Curacao approves new exit rules for operators leaving the market
Curacao has approved new rules for operators exiting the market, with the key point being that surrendering a licence does not wipe out outstanding obligations. For high-risk PSPs, that matters because licence exit is not just a compliance event anymore; it is now tied to what happens to debts, liabilities, and other unfinished business.
- The headline change is simple: an operator cannot assume that giving up a licence ends its financial obligations. The new framework makes clear that exit from the market and settlement of debts are separate issues.

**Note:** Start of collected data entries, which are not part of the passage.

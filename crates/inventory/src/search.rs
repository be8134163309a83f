//! Search over inventory records.
//!
//! Pure functions over a record slice; none of them mutate or consume the
//! store's sequence. Results are copied out so the caller can reorder them
//! freely (the view sorts search results by id before display).

use fuzzy_matcher::FuzzyMatcher;
use fuzzy_matcher::skim::SkimMatcherV2;

use crate::record::InventoryRecord;

/// Exact id lookup; first hit wins.
pub fn find_by_id<'a>(records: &'a [InventoryRecord], id: &str) -> Option<&'a InventoryRecord> {
    records.iter().find(|r| r.id == id)
}

/// Case-insensitive substring match on the record name.
pub fn search_by_name(records: &[InventoryRecord], query: &str) -> Vec<InventoryRecord> {
    let q = query.trim().to_lowercase();
    if q.is_empty() {
        return Vec::new();
    }
    records
        .iter()
        .filter(|r| r.name.to_lowercase().contains(&q))
        .cloned()
        .collect()
}

/// Case-insensitive exact match on the record category.
pub fn search_by_category(records: &[InventoryRecord], category: &str) -> Vec<InventoryRecord> {
    let q = category.trim().to_lowercase();
    records
        .iter()
        .filter(|r| r.category.to_lowercase() == q)
        .cloned()
        .collect()
}

/// Typo-tolerant name match.
///
/// Ranks every record name with a skim-style fuzzy score and returns the
/// best `limit` hits, score-descending. Non-matching names are dropped
/// entirely, so a query with no plausible match yields an empty result
/// rather than the whole inventory.
pub fn fuzzy_search_name(
    records: &[InventoryRecord],
    query: &str,
    limit: usize,
) -> Vec<InventoryRecord> {
    let query = query.trim();
    if query.is_empty() || limit == 0 {
        return Vec::new();
    }

    let matcher = SkimMatcherV2::default().ignore_case();

    let mut ranked: Vec<(i64, &InventoryRecord)> = records
        .iter()
        .filter_map(|r| matcher.fuzzy_match(&r.name, query).map(|score| (score, r)))
        .collect();

    ranked.sort_by(|a, b| b.0.cmp(&a.0));
    ranked.truncate(limit);

    ranked.into_iter().map(|(_, r)| r.clone()).collect()
}
//! Inventory domain module.
//!
//! This crate contains the record model, sort keys, the in-process store,
//! and the search functions, implemented purely as deterministic domain
//! logic (no IO, no HTTP, no markup).

pub mod record;
pub mod search;
pub mod store;

pub use record::{InventoryRecord, SortKey, UnknownSortKey};
pub use search::{find_by_id, fuzzy_search_name, search_by_category, search_by_name};
pub use store::InventoryStore;
use crate::record::{InventoryRecord, SortKey};

/// The single current view of the inventory.
///
/// Owns the ordered sequence exclusively: callers read through
/// [`records`](Self::records) and mutate only through
/// [`load`](Self::load) and [`sort_by`](Self::sort_by). The sequence is
/// replaced wholesale on load and reordered in place by sorts; record
/// contents are never edited.
#[derive(Debug, Clone, Default)]
pub struct InventoryStore {
    items: Vec<InventoryRecord>,
    order: SortKey,
}

impl InventoryStore {
    /// Empty store, ordered by id.
    pub fn new() -> Self {
        Self::default()
    }

    /// Replace the entire stored sequence with `data` and apply the
    /// default ordering (by id).
    ///
    /// Input is assumed well-formed; records are not validated.
    pub fn load(&mut self, data: Vec<InventoryRecord>) {
        self.items = data;
        self.sort_by(SortKey::Id);
    }

    /// Reorder the stored sequence in place by `key`.
    ///
    /// `slice::sort_by` is stable, so records with equal keys keep their
    /// relative order.
    pub fn sort_by(&mut self, key: SortKey) {
        self.items.sort_by(|a, b| key.compare(a, b));
        self.order = key;
    }

    /// The current ordered sequence.
    pub fn records(&self) -> &[InventoryRecord] {
        &self.items
    }

    /// The last-applied sort key.
    pub fn order(&self) -> SortKey {
        self.order
    }

    pub fn len(&self) -> usize {
        self.items.len()
    }

    pub fn is_empty(&self) -> bool {
        self.items.is_empty()
    }
}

- For payment providers, this changes the risk profile of distressed or winding-down merchants. If a Curaçao-licensed operator stops trading, PSPs, acquirers, and banking partners still need to look at exposure, chargebacks, reserves, and unpaid balances instead of treating licence surrender as the end of the story.

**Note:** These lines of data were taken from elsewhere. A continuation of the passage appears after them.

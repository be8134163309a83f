//! Process-wide tracing/logging setup.

use tracing_subscriber::EnvFilter;

/// Initialize tracing/logging for the process.
///
/// JSON lines on stdout, filter level from `RUST_LOG` (default `info`).
/// Safe to call multiple times; subsequent calls are no-ops.
pub fn init() {
    let filter = EnvFilter::try_from_default_env().unwrap_or_else(|_| EnvFilter::new("info"));

    let _ = tracing_subscriber::fmt()
        .with_env_filter(filter)
        .json()
        .with_target(false)
        .try_init();
}
//! Router, handlers, and page assembly.

use std::sync::{Arc, RwLock};

use axum::{
    Json, Router,
    extract::{Extension, Query},
    http::StatusCode,
    response::{Html, IntoResponse},
    routing::{get, post},
};
use chrono::{DateTime, Utc};
use serde::Deserialize;
use serde_json::json;

use shelfview_inventory::{SortKey, find_by_id, fuzzy_search_name, search_by_category, search_by_name};
use shelfview_view::{HtmlBuffer, InventoryPanel};

use crate::loader::{self, InventorySource};

/// Best-hit cap for fuzzy name search.
const FUZZY_LIMIT: usize = 5;

/// Process-wide application state.
///
/// The panel is the only mutable piece; every handler takes the lock for
/// the duration of its (synchronous) mutation, so sort and render never
/// observe a half-applied load.
pub struct AppState {
    pub panel: RwLock<InventoryPanel<HtmlBuffer>>,
    pub source: InventorySource,
    pub last_loaded: RwLock<Option<DateTime<Utc>>>,
}

impl AppState {
    pub fn new(source: InventorySource) -> Self {
        Self {
            panel: RwLock::new(InventoryPanel::new(HtmlBuffer::new())),
            source,
            last_loaded: RwLock::new(None),
        }
    }
}

pub fn build_app(state: Arc<AppState>) -> Router {
    Router::new()
        .route("/", get(index))
        .route("/inventory", get(inventory))
        .route("/search", get(search))
        .route("/reload", post(reload))
        .route("/status", get(status))
        .layer(Extension(state))
}

#[derive(Debug, Deserialize)]
pub struct SortParams {
    sort: Option<String>,
}

#[derive(Debug, Deserialize)]
pub struct SearchParams {
    q: Option<String>,
    by: Option<String>,
}

pub async fn index(Extension(state): Extension<Arc<AppState>>) -> axum::response::Response {
    let panel = state.panel.read().unwrap();
    page(panel.target().rows(), panel.order(), panel.records().len()).into_response()
}

pub async fn inventory(
    Extension(state): Extension<Arc<AppState>>,
    Query(params): Query<SortParams>,
) -> axum::response::Response {
    let mut panel = state.panel.write().unwrap();

    if let Some(raw) = params.sort {
        let key: SortKey = match raw.parse() {
            Ok(k) => k,
            Err(e) => {
                return json_error(StatusCode::BAD_REQUEST, "unknown_sort_key", format!("{e}"));
            }
        };
        panel.sort_by(key);
    }

    page(panel.target().rows(), panel.order(), panel.records().len()).into_response()
}

pub async fn search(
    Extension(state): Extension<Arc<AppState>>,
    Query(params): Query<SearchParams>,
) -> axum::response::Response {
    let query = match params.q.as_deref().map(str::trim) {
        Some(q) if !q.is_empty() => q.to_string(),
        _ => return json_error(StatusCode::BAD_REQUEST, "missing_query", "q must be non-empty"),
    };

    let mut panel = state.panel.write().unwrap();

    let results = match params.by.as_deref().unwrap_or("name") {
        "name" => search_by_name(panel.records(), &query),
        "category" => search_by_category(panel.records(), &query),
        "fuzzy" => fuzzy_search_name(panel.records(), &query, FUZZY_LIMIT),
        "id" => find_by_id(panel.records(), &query).cloned().into_iter().collect(),
        _ => {
            return json_error(
                StatusCode::BAD_REQUEST,
                "unknown_search_field",
                "by must be one of: name, category, id, fuzzy",
            );
        }
    };

    let count = results.len();
    // Search renders through the shared primitive but never touches the
    // stored sequence; the next sort shows the store's own records.
    panel.render_search_results(results);

    // Search results always display id-ordered, whatever the store order.
    page(panel.target().rows(), SortKey::Id, count).into_response()
}

pub async fn reload(Extension(state): Extension<Arc<AppState>>) -> axum::response::Response {
    match loader::load_into(&state).await {
        Ok(count) => (StatusCode::OK, Json(json!({ "records": count }))).into_response(),
        Err(e) => json_error(StatusCode::BAD_GATEWAY, "load_failed", e.to_string()),
    }
}

pub async fn status(Extension(state): Extension<Arc<AppState>>) -> axum::response::Response {
    let panel = state.panel.read().unwrap();
    let last_loaded = *state.last_loaded.read().unwrap();

    Json(json!({
        "records": panel.records().len(),
        "order": panel.order().as_str(),
        "last_loaded_at": last_loaded,
    }))
    .into_response()
}

fn json_error(
    status: StatusCode,
    code: &'static str,
    message: impl Into<String>,
) -> axum::response::Response {
    (
        status,
        Json(json!({
            "error": code,
            "message": message.into(),
        })),
    )
        .into_response()
}

/// Full page: header, sort links, search form, and the current rows.
fn page(rows: &str, order: SortKey, count: usize) -> Html<String> {
    Html(format!(
        r#"<!doctype html>
<html>
<head><meta charset="utf-8"><title>shelfview</title></head>
<body>
<h1>Inventory</h1>
<p>{count} row(s), ordered by {order}.</p>
<p>
  Sort:
  <a href="/inventory?sort=id">id</a>
  <a href="/inventory?sort=name">name</a>
  <a href="/inventory?sort=category">category</a>
  <a href="/inventory?sort=qty">qty</a>
</p>
<form action="/search" method="get">
  <input type="text" name="q" placeholder="search by name">
  <select name="by">
    <option value="name">name</option>
    <option value="category">category</option>
    <option value="id">id</option>
    <option value="fuzzy">fuzzy</option>
  </select>
  <button type="submit">Search</button>
</form>
<table>
  <thead>
    <tr><th>ID</th><th>Name</th><th>Category</th><th>Qty</th><th>Location</th></tr>
  </thead>
  <tbody id="table-body">
{rows}  </tbody>
</table>
</body>
</html>
"#
    ))
}
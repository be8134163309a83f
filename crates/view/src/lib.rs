//! Presentation layer: record-to-markup mapping and the inventory panel.
//!
//! No IO here; the web crate decides where the rendered rows go. The panel
//! pairs the store with a display target so every mutation re-renders the
//! full view (no diffing), which is fine at inventory scale.

pub mod escape;
pub mod panel;
pub mod table;

pub use escape::escape_text;
pub use panel::InventoryPanel;
pub use table::{DisplayTarget, HtmlBuffer, render_rows};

- The rules also make market exit a more formal process. In practice, that means operators cannot just walk away and leave counterparties to sort out the mess later; obligations remain attached to the business relationship even after the licence is gone.
For high-risk businesses, Curaçao remains a relevant jurisdiction precisely because it has often been used as an entry point for gaming and other online operations. Any change that sharpens the consequences of exit is worth tracking for underwriting, reserve planning, and counterparty monitoring.